It is worth considering whether he has any particular challenges in studying or applying himself. For example, many intelligent teenagers can have specific learning difficulties such as dyslexia that make formal written learning a source of frustration for them. Talk to the school to see if this might be an issue as acknowledging a problem such as this makes a big difference, and there are lots of resources and creative learning strategies that can help.

Even if your son does not have a specific challenge in this area, it could be that the way some of the subjects are taught don’t match his preferred learning style. Perhaps he is less interested in formal rote learning and more interested in project work or learning that is experiential or that involves teamwork or shared projects.
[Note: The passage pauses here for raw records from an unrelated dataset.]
//! Wall-clock formatting of shift templates.
//!
//! Ends past midnight wrap around, so a 22:00 start with an 8h duration
//! renders as `22:00-06:00`. Parsing reverses this: an end at or before the
//! start is read as the next day.

use shiftforge_core::{ShiftStart, ShiftTemplate};

use crate::error::RenderError;

const MINUTES_PER_DAY: u32 = 24 * 60;

/// Formats minutes since midnight as `HH:MM`, wrapping at 24h.
///
/// # Examples
///
/// ```
/// use shiftforge_render::format_clock;
///
/// assert_eq!(format_clock(450), "07:30");
/// assert_eq!(format_clock(1830), "06:30");
/// ```
pub fn format_clock(minutes: u32) -> String {
    let minutes = minutes % MINUTES_PER_DAY;
    format!("{:02}:{:02}", minutes / 60, minutes % 60)
}

/// Formats a template as `HH:MM-HH:MM`.
pub fn format_range(template: &ShiftTemplate) -> String {
    format!(
        "{}-{}",
        format_clock(template.start().minutes()),
        format_clock(template.end_minutes())
    )
}

/// Parses `HH:MM` into minutes since midnight.
pub fn parse_clock(input: &str) -> Result<u32, RenderError> {
    let trimmed = input.trim();
    let (hours, minutes) = trimmed
        .split_once(':')
        .ok_or_else(|| RenderError::clock(input, "expected HH:MM"))?;
    let hours: u32 = hours
        .parse()
        .map_err(|_| RenderError::clock(input, "hours are not a number"))?;
    let minutes: u32 = minutes
        .parse()
        .map_err(|_| RenderError::clock(input, "minutes are not a number"))?;
    if hours >= 24 || minutes >= 60 {
        return Err(RenderError::clock(input, "time of day out of range"));
    }
    Ok(hours * 60 + minutes)
}

/// Parses `HH:MM-HH:MM` back into a start and a duration in minutes.
///
/// # Examples
///
/// ```
/// use shiftforge_render::parse_clock_range;
///
/// let (start, duration) = parse_clock_range("14:30-22:30").unwrap();
/// assert_eq!(start.to_string(), "14:30");
/// assert_eq!(duration, 480);
///
/// let (_, overnight) = parse_clock_range("22:00-06:00").unwrap();
/// assert_eq!(overnight, 480);
/// ```
pub fn parse_clock_range(input: &str) -> Result<(ShiftStart, u32), RenderError> {
    let (start, end) = input
        .trim()
        .split_once('-')
        .ok_or_else(|| RenderError::clock(input, "expected HH:MM-HH:MM"))?;
    let start = parse_clock(start)?;
    let end = parse_clock(end)?;
    let duration = if end > start {
        end - start
    } else {
        end + MINUTES_PER_DAY - start
    };
    let start = ShiftStart::from_minutes(start)
        .ok_or_else(|| RenderError::clock(input, "start out of range"))?;
    Ok((start, duration))
}

#[cfg(test)]
mod tests;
If this is the case, is there any way that these could be encouraged in his learning?

It is worth taking time to understand what motivates your son and to see how this can be linked to school work and study. What are his specific talents and passions? What subjects in school is he good at and which ones inspire his interest? What are his hopes for his career and his life?

It is important to start this adult conversation with him, so he can begin to understand the rationale for study and to make sense of his choices. Ultimately, unless your son is persuaded that school work is linked to achieving his own dreams and passions, he is likely to remain unmotivated.

It is also important to recognise the social dimension to your son’s motivation in school. If he is with friends who are interested in study and who are succeeding in school, this is likely to influence him and encourage him to participate.

While there is only so much you can do in terms of influencing his choice of peer group, you can certainly encourage friendships that might have a positive influence in this regard.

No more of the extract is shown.